India’s substantial and sustained economic growth is placing enormous demands on its energy resources. Increasing urbanisation and the continuing rapid development of economic prosperity means that consumption of power per capita in India is increasing at a rate, which greatly outstrips supply. The country will face severe energy supply issues if it is to continue in its growth as a developing world economy.

Renewable Energy’s share, excluding hydropower, in India in generating its electricity is just 10 percent. However, a potential for use of only solar energy is huge. For example, 35,000 Square Kilometre of Thar desert in India has dormant potential of nearly 2100 GW.

Though India has set target of 20 GW of solar energy capacity by 2022. The report, published by Bridge to India in association with Tata Power Solar, states that India has the practical and realisable potential to install 145 GW of solar power capacity across various project sizes by 2024.

India needs the additional electricity capacity urgently; to feed its growth plans, to meet the aspirations of its emerging middle class and to eliminate poverty. Solar energy apart from other renewable energy sources can meet this need. Short gestation period, the time needed to install and commission, of solar energy generation systems is convenient for meeting urgent needs and also less costly as compared to thermal or nuclear plants. Conducive energy policies have made beginning. New government has enthused the spirit of ‘ make in India’ and opened the arms to invite international cooperation. EU and India were never before at such ‘meeting point’.

According to the Indian Ministry of New and Renewable Energy (MNRE) Strategic Plan for 2011-17, as far as grid connected supply including feed-in tariff, from both solar PV and solar thermal technologies are in the developmental stage, the real progress will take place only after technologies have been further established and costs have been substantially reduced. This provides the starting opportunity for EU that has long and extensive experience in grid connected feed-in tariff mechanism from technology and policy angles.
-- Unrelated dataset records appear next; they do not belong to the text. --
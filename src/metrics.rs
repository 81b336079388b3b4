//! Backtest performance metrics over a simulated value trajectory.

use std::fmt;

use crate::simulation::SimulationReport;

/// Performance summary of a return series.
///
/// Returns are simple (not log). Annualization uses `periods_per_year`:
/// with daily snapshots sampled every `stride` days that is `365 / stride`.
#[derive(Clone, Debug, PartialEq)]
#[cfg_attr(feature = "serde", derive(serde::Serialize, serde::Deserialize))]
pub struct Metrics {
    /// Cumulative return (0.15 = 15%)
    pub total_return: f64,
    /// Compound annual growth rate
    pub cagr: f64,
    /// Annualized sample standard deviation of returns
    pub volatility: f64,
    /// Annualized (mean - risk_free) / std dev
    pub sharpe: f64,
    /// Annualized (mean - risk_free) / downside deviation
    pub sortino: f64,
    /// Largest peak-to-trough loss, as a positive fraction
    pub max_drawdown: f64,
    /// CAGR / max drawdown
    pub calmar: f64,
    pub num_periods: usize,
    pub winning_periods: usize,
    pub losing_periods: usize,
}

impl fmt::Display for Metrics {
    fn fmt(&self, f: &mut fmt::Formatter<'_>) -> fmt::Result {
        writeln!(f, "PERFORMANCE:")?;
        writeln!(f, "  Total return:    {:>8.2}%", self.total_return * 100.0)?;
        writeln!(f, "  CAGR:            {:>8.2}%", self.cagr * 100.0)?;
        writeln!(f, "  Volatility:      {:>8.2}%", self.volatility * 100.0)?;
        writeln!(f, "  Sharpe:          {:>8.2}", self.sharpe)?;
        writeln!(f, "  Sortino:         {:>8.2}", self.sortino)?;
        writeln!(f, "  Max drawdown:    {:>8.2}%", self.max_drawdown * 100.0)?;
        writeln!(f, "  Calmar:          {:>8.2}", self.calmar)?;
        writeln!(
            f,
            "  Win/Loss/Total:  {}/{}/{}",
            self.winning_periods, self.losing_periods, self.num_periods
        )
    }
}

/// Annualization factor for daily snapshots sampled every `stride` days.
pub fn periods_per_year(stride: usize) -> f64 {
    365.0 / stride.max(1) as f64
}

/// Metrics for the holding intervals of a simulation run.
///
/// `None` when fewer than two periods completed.
pub fn report_metrics(report: &SimulationReport, periods_per_year: f64) -> Option<Metrics> {
    compute_metrics(&report.returns(), periods_per_year, 0.0)
}

/// Compute metrics from periodic simple returns.
///
/// `risk_free` is per period. Returns `None` for an empty series.
pub fn compute_metrics(returns: &[f64], periods_per_year: f64, risk_free: f64) -> Option<Metrics> {
    if returns.is_empty() {
        return None;
    }
    let n = returns.len();

    let growth = returns.iter().fold(1.0_f64, |acc, &r| acc * (1.0 + r));
    let total_return = growth - 1.0;

    let years = n as f64 / periods_per_year;
    let cagr = if total_return <= -1.0 {
        -1.0
    } else if years > 0.0 {
        growth.powf(1.0 / years) - 1.0
    } else {
        0.0
    };

    let mean = returns.iter().sum::<f64>() / n as f64;
    let variance = sample_variance(returns.iter().map(|&r| r - mean), n);
    let downside_variance =
        sample_variance(returns.iter().map(|&r| (r - risk_free).min(0.0)), n);

    let excess_mean = mean - risk_free;
    let annualize = periods_per_year.sqrt();
    let volatility = variance.sqrt() * annualize;
    let sharpe = ratio(excess_mean * annualize, variance.sqrt());
    let sortino = ratio(excess_mean * annualize, downside_variance.sqrt());

    let max_drawdown = max_drawdown(returns);
    let calmar = ratio(cagr, max_drawdown);

    Some(Metrics {
        total_return,
        cagr,
        volatility,
        sharpe,
        sortino,
        max_drawdown,
        calmar,
        num_periods: n,
        winning_periods: returns.iter().filter(|&&r| r > 0.0).count(),
        losing_periods: returns.iter().filter(|&&r| r < 0.0).count(),
    })
}

/// Sum of squared deviations over `n - 1`; 0 for a single observation.
fn sample_variance(deviations: impl Iterator<Item = f64>, n: usize) -> f64 {
    if n < 2 {
        return 0.0;
    }
    deviations.map(|d| d * d).sum::<f64>() / (n - 1) as f64
}

fn ratio(num: f64, den: f64) -> f64 {
    if den > 0.0 { num / den } else { 0.0 }
}

/// Largest peak-to-trough decline of the compounded return series.
pub fn max_drawdown(returns: &[f64]) -> f64 {
    let mut peak = 1.0_f64;
    let mut value = 1.0_f64;
    let mut worst = 0.0_f64;

    for &r in returns {
        value *= 1.0 + r;
        peak = peak.max(value);
        if peak > 0.0 {
            worst = worst.max((peak - value) / peak);
        }
    }

    worst
}
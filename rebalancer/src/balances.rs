//! Balance-export CSV import.
//!
//! The export has one row per currency with at least `Currency` and `Amount`
//! columns. The currency string, lowercased, is the asset id; the exchange's
//! dollar row (`USDUS Dollar`) maps to the cash id.

use std::io::Read;
use std::path::Path;

use capweight::{AssetId, HoldingEntry, Holdings};
use csv::{ReaderBuilder, Trim};
use log::debug;
use rustc_hash::FxHashMap;
use serde::Deserialize;

use crate::error::{Error, Result};

/// Currency string the exchange export uses for US dollars.
const EXPORT_DOLLAR: &str = "usdus dollar";

#[derive(Debug, Deserialize)]
struct BalanceRow {
    #[serde(rename = "Currency")]
    currency: String,
    #[serde(rename = "Amount")]
    amount: f64,
}

/// Asset id for a `Currency` cell.
pub fn balance_id(currency: &str) -> AssetId {
    let id = currency.trim().to_lowercase();
    if id == EXPORT_DOLLAR {
        AssetId::cash()
    } else {
        AssetId::new(id)
    }
}

/// Read holdings from a balance export file.
pub fn load_balances(path: &Path, percent_in_play: f64) -> Result<Holdings> {
    let file = std::fs::File::open(path).map_err(|e| Error::BalancesRead {
        path: path.to_path_buf(),
        source: e,
    })?;
    parse_balances(file, percent_in_play)
}

/// Parse a balance export.
///
/// Every amount is scaled by `percent_in_play`. Rows for the same id are
/// summed. Rows with an empty currency are skipped.
pub fn parse_balances<R: Read>(reader: R, percent_in_play: f64) -> Result<Holdings> {
    let mut reader = ReaderBuilder::new()
        .has_headers(true)
        .trim(Trim::All)
        .flexible(true)
        .from_reader(reader);

    let mut totals: FxHashMap<AssetId, f64> = FxHashMap::default();
    let mut order = Vec::new();

    for row in reader.deserialize() {
        let row: BalanceRow = row?;
        if row.currency.is_empty() {
            continue;
        }
        if !row.amount.is_finite() || row.amount < 0.0 {
            return Err(Error::Balances(format!(
                "{}: amount must be finite and >= 0, got {}",
                row.currency, row.amount
            )));
        }

        let id = balance_id(&row.currency);
        let coins = row.amount * percent_in_play;
        match totals.get_mut(&id) {
            Some(total) => *total += coins,
            None => {
                order.push(id.clone());
                totals.insert(id, coins);
            }
        }
    }

    debug!("imported {} balances", order.len());
    let entries = order.into_iter().map(|id| {
        let coins = totals.get(&id).copied().unwrap_or(0.0);
        HoldingEntry::new(id, coins)
    });
    Ok(Holdings::from_entries(entries)?)
}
India added 1.4 GW of solar PV capacity in 2013 to bring its total solar electricity capacity to 2.6 GW. It also added 0.9 GW of thermal solar capacity during 2013 for a year-end total of 5.2 GW. These numbers show significant progress as compared to individual countries in EU.

Solar-Route leading to Sustainable Development

India suffers from its slow growth, financial and trade deficit due to drain on its fossil fuel imports that are now reaching, to nearly 70 percent of total imports. Impacts of Climate Change are threats to very existence of the ecosystems in India and EU.

China, the US, Europe and India are the four largest polluters and the biggest consumers of fossil fuel. The global trends in renewable energy are very encouraging in the backdrop of this gloomy situation. (SEE BOX 1)

With over a billion people, India is already world’s sixth largest energy consumer. In order to meet its economic and social development goals, the Government of India aims to sustain an economic growth rate of 8 per cent per annum for the next 25 years. To deliver this growth, it is estimated that India’s energy supply will need to at least double by 2020, and increase by three to four times by 2031-32.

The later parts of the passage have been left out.